PROBLEM TO WORK ON: The lines from the start of the data through the line with "use super::*;" are to be returned verbatim; all later lines are to be omitted.

++++++++++

//! Composition of a single placement: write, chain reaction, pattern scan.

use alchemy_grid_core::{Catalog, Cell, CellCoord, ElementId, Grid, PlacementError};
use alchemy_grid_system_effects::EffectTuning;
use alchemy_grid_system_patterns::{scan, PatternMatch};
use alchemy_grid_system_reactions::{process_chain, ChainReactionResult};
use log::info;
use rand::Rng;

/// Everything a placement did to the board.
#[derive(Clone, Debug, PartialEq, Eq)]
pub struct PlacementOutcome {
    /// Reactions and effects spread from the placed cell.
    pub chain: ChainReactionResult,
    /// Patterns found after the chain settled.
    pub patterns: Vec<PatternMatch>,
    /// Chain score plus every pattern bonus.
    pub score: u32,
}

/// Places `element` into the empty `cell` and resolves the consequences.
///
/// Out-of-range and occupied targets are rejected before anything changes.
/// Otherwise the element is written, the chain reaction runs from it, and the
/// board is scanned for patterns exactly once.
pub fn place_element<R>(
    grid: &mut Grid,
    catalog: &Catalog,
    cell: CellCoord,
    element: ElementId,
    tuning: &EffectTuning,
    rng: &mut R,
) -> Result<PlacementOutcome, PlacementError>
where
    R: Rng + ?Sized,
{
    let cell = grid.check(cell)?;
    if !grid.is_vacant(cell) {
        return Err(PlacementError::OccupiedCell { cell });
    }
    let _ = grid.set(cell, Cell::new(element))?;

    let chain = process_chain(grid, catalog, cell, tuning, rng)?;
    let patterns = scan(grid);
    let score = patterns
        .iter()
        .fold(chain.total_score, |total, found| total.saturating_add(found.score));

    info!(
        "placed {element} at ({}, {}): {} reactions, {} patterns, +{score}",
        cell.row(),
        cell.column(),
        chain.reactions.len(),
        patterns.len()
    );
    Ok(PlacementOutcome {
        chain,
        patterns,
        score,
    })
}

#[cfg(test)]
mod tests {
    use super::*;
    use rand::SeedableRng;
    use rand_chacha::ChaCha8Rng;

    #[test]
    fn occupied_cells_are_rejected_without_mutation() {
        let mut grid = Grid::from_glyphs("F.").expect("valid board");
        let before = grid.clone();
        let result = place_element(
            &mut grid,
            &Catalog::builtin(),
            CellCoord::new(0, 0),
            ElementId::Water,
            &EffectTuning::default(),
            &mut ChaCha8Rng::seed_from_u64(1),
        );
        assert_eq!(
            result,
            Err(PlacementError::OccupiedCell {
                cell: CellCoord::new(0, 0)
            })
        );
        assert_eq!(grid, before);
    }

    #[test]
    fn score_adds_chain_and_pattern_bonuses() {
        // Earth placed next to water becomes the anchor of an earth square,
        // while the water turns into wood.
        let mut grid = Grid::from_glyphs(
            "EE.
             E.W
             ...",
        )
        .expect("valid board");
        let outcome = place_element(
            &mut grid,
            &Catalog::builtin(),
            CellCoord::new(1, 1),
            ElementId::Earth,
            &EffectTuning::disabled(),
            &mut ChaCha8Rng::seed_from_u64(1),
        )
        .expect("vacant cell");

        assert_eq!(outcome.chain.total_score, 90);
        assert_eq!(outcome.patterns.len(), 1);
        assert_eq!(outcome.score, 290);
        assert_eq!(grid.render(), "EE.\nEEO\n...\n");
    }
}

++++++++++

YOUR RESPONSE:
//! Composition of a single placement: write, chain reaction, pattern scan.

use alchemy_grid_core::{Catalog, Cell, CellCoord, ElementId, Grid, PlacementError};
use alchemy_grid_system_effects::EffectTuning;
use alchemy_grid_system_patterns::{scan, PatternMatch};
use alchemy_grid_system_reactions::{process_chain, ChainReactionResult};
use log::info;
use rand::Rng;

/// Everything a placement did to the board.
#[derive(Clone, Debug, PartialEq, Eq)]
pub struct PlacementOutcome {
    /// Reactions and effects spread from the placed cell.
    pub chain: ChainReactionResult,
    /// Patterns found after the chain settled.
    pub patterns: Vec<PatternMatch>,
    /// Chain score plus every pattern bonus.
    pub score: u32,
}

/// Places `element` into the empty `cell` and resolves the consequences.
///
/// Out-of-range and occupied targets are rejected before anything changes.
/// Otherwise the element is written, the chain reaction runs from it, and the
/// board is scanned for patterns exactly once.
pub fn place_element<R>(
    grid: &mut Grid,
    catalog: &Catalog,
    cell: CellCoord,
    element: ElementId,
    tuning: &EffectTuning,
    rng: &mut R,
) -> Result<PlacementOutcome, PlacementError>
where
    R: Rng + ?Sized,
{
    let cell = grid.check(cell)?;
    if !grid.is_vacant(cell) {
        return Err(PlacementError::OccupiedCell { cell });
    }
    let _ = grid.set(cell, Cell::new(element))?;

    let chain = process_chain(grid, catalog, cell, tuning, rng)?;
    let patterns = scan(grid);
    let score = patterns
        .iter()
        .fold(chain.total_score, |total, found| total.saturating_add(found.score));

    info!(
        "placed {element} at ({}, {}): {} reactions, {} patterns, +{score}",
        cell.row(),
        cell.column(),
        chain.reactions.len(),
        patterns.len()
    );
    Ok(PlacementOutcome {
        chain,
        patterns,
        score,
    })
}

#[cfg(test)]
mod tests {
    use super::*;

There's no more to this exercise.